Updated

U.S. hospitals may have a financial incentive not to implement strategies and techniques that are known to reduce surgery-related complications, according to a new study.

The findings do not mean that "any hospital out there is saying, ‘we can make more money if we have more complications,'" said Dr. Atul Gawande, the study's senior author from Brigham and Women's Hospital and the Harvard School of Public Health in Boston.

But Gawande and his colleagues found that a hospital system in the southern U.S. ended up with more profit per patient - technically referred to as "contribution margin" - when its patients had one or more complications after surgery.

Depending on the procedure, between 3 and 17 percent of procedures will involve complications, which on average add about $11,500 of costs per patient, wrote the researchers in Tuesday's issue of JAMA.

Previous research had suggested complications actually hurt hospitals' bottom lines, but hospitals typically get paid per treatment and can get more money if - for example - a person getting their hip replaced ends up on a ventilator.

For the new study, the researchers reviewed how much money 12 hospitals located in the southern U.S. spent and received after caring for over 34,000 surgical patients in 2010.

In total, 1,820 patients experienced one or more complications after surgery that ranged from infections at the surgical site to strokes and cardiac arrests.

The researchers found the hospitals saw a profit per patient when patients were either privately insured or on Medicare, the federal health insurance program for the disabled and elderly.

On average, hospitals ended up with about $17,000 of profit for privately-insured patients who didn't have a complication after surgery. That compared to about $56,000 in profit for privately-insured patients who had one or more complications.

Among Medicare patients, the hospital profited about $1,900 when there were no complications. That compared to about $3,600 in profit when Medicare patients had one or more complications.

In contrast, the hospitals lost money - regardless of whether or not there was a complication - when their surgeons operated on patients who paid for their own surgery or were on Medicaid, the federal and state health insurance program for the poor. These people only made up about one in 10 of the hospitals' patients.

Overall, hospitals ended up with about $8,000 profit for every complication.

Incentives 
According to the researchers, despite the apparent profit, the hospital system included in the new study ended up losing money at the end of the year once fixed cost - such as light and water bills and other facility costs - were included.

But the per-patient profit is what hospitals worry about, Uwe Reinhardt, a healthcare economics researcher from Princeton University in New Jersey, told Reuters Health.

"These are (fixed) costs that are sunk.
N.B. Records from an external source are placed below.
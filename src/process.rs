// ProcessHandle / exit hook registry.
//
// A Rust binary embedding this crate has no guarantee that an orderly
// `cleanup()` call always runs before the process exits, so a
// process-wide registry tracks every live launch and a signal handler
// (installed once, lazily) tears all of them down best-effort on
// SIGINT/SIGTERM before the process actually exits.
use crate::docker::DockerQuery;
use std::sync::{Mutex, OnceLock};

struct ExitEntry {
    container_name: String,
    docker_binary: String,
}

fn registry() -> &'static Mutex<Vec<ExitEntry>> {
    static REGISTRY: OnceLock<Mutex<Vec<ExitEntry>>> = OnceLock::new();
    REGISTRY.get_or_init(|| Mutex::new(Vec::new()))
}

fn install_handler_once() {
    static INSTALLED: OnceLock<()> = OnceLock::new();
    INSTALLED.get_or_init(|| {
        let result = ctrlc::set_handler(|| {
            run_exit_hooks();
            std::process::exit(130);
        });
        if let Err(e) = result {
            log::warn!("failed to install exit-hook signal handler: {e}");
        }
    });
}

fn run_exit_hooks() {
    let entries = registry().lock().unwrap_or_else(|p| p.into_inner());
    for entry in entries.iter() {
        log::warn!(
            "process exiting abnormally; force-stopping container '{}'",
            entry.container_name
        );
        let docker = DockerQuery::new(entry.docker_binary.clone());
        docker.kill(&entry.container_name);
        docker.remove(&entry.container_name);
    }
}

/// A live launch's handle to its detached subprocess and container
/// name. Dropping it deregisters the exit hook (it does not itself
/// stop the container — that remains the caller's explicit
/// `Launcher::cleanup` responsibility).
pub struct ProcessHandle {
    pub container_name: String,
    child: Option<std::process::Child>,
    registered: bool,
}

impl ProcessHandle {
    pub fn new(container_name: impl Into<String>, child: std::process::Child, docker_binary: &str) -> Self {
        let container_name = container_name.into();
        install_handler_once();
        registry().lock().unwrap_or_else(|p| p.into_inner()).push(ExitEntry {
            container_name: container_name.clone(),
            docker_binary: docker_binary.to_string(),
        });
        Self {
            container_name,
            child: Some(child),
            registered: true,
        }
    }

    pub fn pid(&self) -> Option<u32> {
        self.child.as_ref().map(|c| c.id())
    }

    /// Terminate the captured subprocess handle, force-killing it if it
    /// does not exit within `grace`.
    pub fn terminate(&mut self, grace: std::time::Duration) {
        let Some(mut child) = self.child.take() else {
            return;
        };
        #[cfg(unix)]
        {
            // SAFETY: `child.id()` is a live PID owned by this process
            // for as long as `child` hasn't been waited on, which holds
            // here since we only take() it once, right before this call.
            unsafe {
                libc::kill(child.id() as libc::pid_t, libc::SIGTERM);
            }
        }
        #[cfg(not(unix))]
        {
            let _ = child.kill();
        }

        let deadline = std::time::Instant::now() + grace;
        loop {
            match child.try_wait() {
                Ok(Some(_)) => return,
                Ok(None) => {
                    if std::time::Instant::now() >= deadline {
                        let _ = child.kill();
                        let _ = child.wait();
                        return;
                    }
                    std::thread::sleep(std::time::Duration::from_millis(25));
                }
                Err(_) => return,
            }
        }
    }

    fn deregister(&mut self) {
        if !self.registered {
            return;
        }
        self.registered = false;
        let mut entries = registry().lock().unwrap_or_else(|p| p.into_inner());
        entries.retain(|e| e.container_name != self.container_name);
    }
}

impl Drop for ProcessHandle {
    fn drop(&mut self) {
        self.deregister();
    }
}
All you can hope is that you recover all or some of the cost of the patient care," Reinhardt said.

Nancy Foster, vice president for quality and patient safety policy at the American Hospital Association, told Reuters Health the study shows hospitals are actually punished when they introduce quality-improvement programs, because their loss would be even greater.

"The payment structure have been set in a way that sometimes when hospitals move to do something that is clearly in the patients' interests… They may suffer a financial setback from doing what's right for the patient," said Foster, who wasn't involved in the new research.

Gawande told Reuters Health that their results suggest it's in the hospitals' interest to move to a payment system that incentivizes the adoption of quality control measures, such as check lists. (Gawande is author of The Checklist Manifesto.)

One of those payment systems, says Gawande, is a bundled payment system, where hospitals receive one payment for a patient's entire stay.

Reinhardt wrote in an accompanying editorial that Medicare, which has been bundling payments since the mid-1980, may be considered a "smarter payer" than private insurers based on the findings.

"Medicare appears to have largely avoided rewarding hospitals financially for avoidable mistakes," wrote Reinhardt.

Gawande said his group has seen reductions in complications and deaths after working with the group of southern hospitals to renegotiate contracts with insurers and introduce quality-improvement programs.

"We don't know the answer to the next step of the question - whether the reduction will hold over time and whether it will help them flip from loss to gain," he said.